From: Richard Frith-Macdonald
Subject: Re: XPM support for NSImage
Date: Wed, 8 Nov 2006 06:30:11 +0000


On 8 Nov 2006, at 03:27, Hubert Chan wrote:

On Wed, 08 Nov 2006 00:47:53 +0100, Fred Kiefer <address@hidden> said:

Hubert Chan schrieb:

Is there any interest in including my XPM NSImage support into
GNUstep GUI? If so, I will sign the copyright form, and rework it as
a patch against GNUstep GUI, rather than as a standalone class.  If
not, I'll probably get it into Etoile.

I would love to see support for XPM images and also many other format,
but not directly in gui.

OK, that's fine.

FWIW, I'm hoping to (eventually) also work on SVG support (using
librsvg), PDF support (using PopplerKit, and implement Apple's
NSPDFImageRep API), and DjVu support.  (Roughly in that order.)

I'd like to see a lot of image support provided with the gui library (though not actually in the library itsself). As fred suggested, filter services are ideal for this ... allowing you to provide functionality for use by all applications, without forcing those applications to actually link the code into themselves.

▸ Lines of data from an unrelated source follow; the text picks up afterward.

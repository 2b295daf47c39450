//! Client configuration.
//!
//! Loaded from TOML. Every field has a default, so an empty file (or no file)
//! is a valid configuration pointing at a broker on localhost.
//!
//! ```toml
//! base_url = "https://chat.example.com"
//! socket_path = "/"
//! event_buffer = 64
//! ```

use std::path::Path;

use serde::Deserialize;
use thiserror::Error;
use url::Url;

use crate::connection::DEFAULT_EVENT_BUFFER;

#[derive(Debug, Error)]
pub enum ConfigError {
    #[error("failed to read {path}: {source}")]
    Io {
        path: String,
        #[source]
        source: std::io::Error,
    },

    #[error("invalid config: {0}")]
    Parse(#[from] toml::de::Error),

    #[error("invalid base URL: {0}")]
    InvalidUrl(#[from] url::ParseError),

    #[error("unsupported URL scheme `{0}`")]
    UnsupportedScheme(String),
}

/// Where the backend lives and how to talk to it.
#[derive(Debug, Clone, PartialEq, Eq, Deserialize)]
#[serde(default)]
pub struct ClientConfig {
    /// Base URL shared by the auth API and the broker.
    pub base_url: String,
    /// Path of the broker's socket endpoint, relative to `base_url`.
    pub socket_path: String,
    /// Bound on queued inbound events per connection.
    pub event_buffer: usize,
}

impl Default for ClientConfig {
    fn default() -> Self {
        Self {
            base_url: "http://localhost:3000".to_string(),
            socket_path: "/".to_string(),
            event_buffer: DEFAULT_EVENT_BUFFER,
        }
    }
}

impl ClientConfig {
    pub fn from_toml_str(s: &str) -> Result<Self, ConfigError> {
        Ok(toml::from_str(s)?)
    }

    pub async fn load(path: impl AsRef<Path>) -> Result<Self, ConfigError> {
        let path = path.as_ref();
        let text = tokio::fs::read_to_string(path)
            .await
            .map_err(|source| ConfigError::Io {
                path: path.display().to_string(),
                source,
            })?;
        Self::from_toml_str(&text)
    }

    /// Base URL for HTTP calls.
    pub fn http_url(&self) -> Result<Url, ConfigError> {
        let url = Url::parse(&self.base_url)?;
        match url.scheme() {
            "http" | "https" | "ws" | "wss" => Ok(url),
            other => Err(ConfigError::UnsupportedScheme(other.to_string())),
        }
    }

    /// Broker endpoint: the base URL with its scheme switched to WebSocket.
    pub fn socket_url(&self) -> Result<Url, ConfigError> {
        let base = self.http_url()?;
        let scheme = match base.scheme() {
            "https" | "wss" => "wss",
            _ => "ws",
        };
        let mut url = base.join(&self.socket_path)?;
        url.set_scheme(scheme)
            .map_err(|()| ConfigError::UnsupportedScheme(scheme.to_string()))?;
        Ok(url)
    }
}

#[cfg(test)]
mod tests {
    use super::*;

    #[test]
    fn defaults() {
        let config = ClientConfig::from_toml_str("").unwrap();
        assert_eq!(config, ClientConfig::default());
        assert_eq!(config.socket_url().unwrap().as_str(), "ws://localhost:3000/");
    }

    #[test]
    fn https_becomes_wss() {
        let config = ClientConfig::from_toml_str(
            r#"
            base_url = "https://chat.example.com/api/"
            socket_path = "socket"
            event_buffer = 8
            "#,
        )
        .unwrap();
        assert_eq!(
            config.socket_url().unwrap().as_str(),
            "wss://chat.example.com/api/socket"
        );
        assert_eq!(config.event_buffer, 8);
    }

    #[test]
    fn rejects_other_schemes() {
        let config = ClientConfig {
            base_url: "ftp://example.com".into(),
            ..ClientConfig::default()
        };
        assert!(matches!(
            config.socket_url(),
            Err(ConfigError::UnsupportedScheme(s)) if s == "ftp"
        ));
    }

    #[test]
    fn rejects_garbage() {
        assert!(matches!(
            ClientConfig::from_toml_str("event_buffer = \"lots\""),
            Err(ConfigError::Parse(_))
        ));
        let config = ClientConfig {
            base_url: "not a url".into(),
            ..ClientConfig::default()
        };
        assert!(matches!(config.http_url(), Err(ConfigError::InvalidUrl(_))));
    }
}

We rather should have it as an image filter service. Of course
somebody will have to write supporting code for that as well, but it
seems like the better solution. And it should not be to hard doing
this via the code already in NSPasteboard. But I don't have an idea on
the tasks involved in writing the filter service.

Hmm... I'm not sure exactly what an image filter service is, or why it's
needed.  Right now, I'm just registering my class using NSImageRep's
+registerImageRepClass:, so if you ask NSImage to load an XPM file,
everything works fine.  What else is needed?

My current plan is to make it into a "user defined AppKit bundle",
instead of making it a library as I'm currently doing it, so that every
app can benefit from it.

I think what Fred probably intended was to have a lot of filter services available for different image file formats. Then in the gui library have an NSImageRep subclass which would use any filter service as required. That way, the only extra code in the gui library (and hence linked in to apps) would be the little bit letting the NSImageRep use filter services. The gui package could install a set of image filters, but other packages/applications would also be able to supply more or better filters. When the gui needs to convert from format A to B it would just ask the NSImageRep to do it, and that would automatically pick one of the available filters to perform the actual conversion.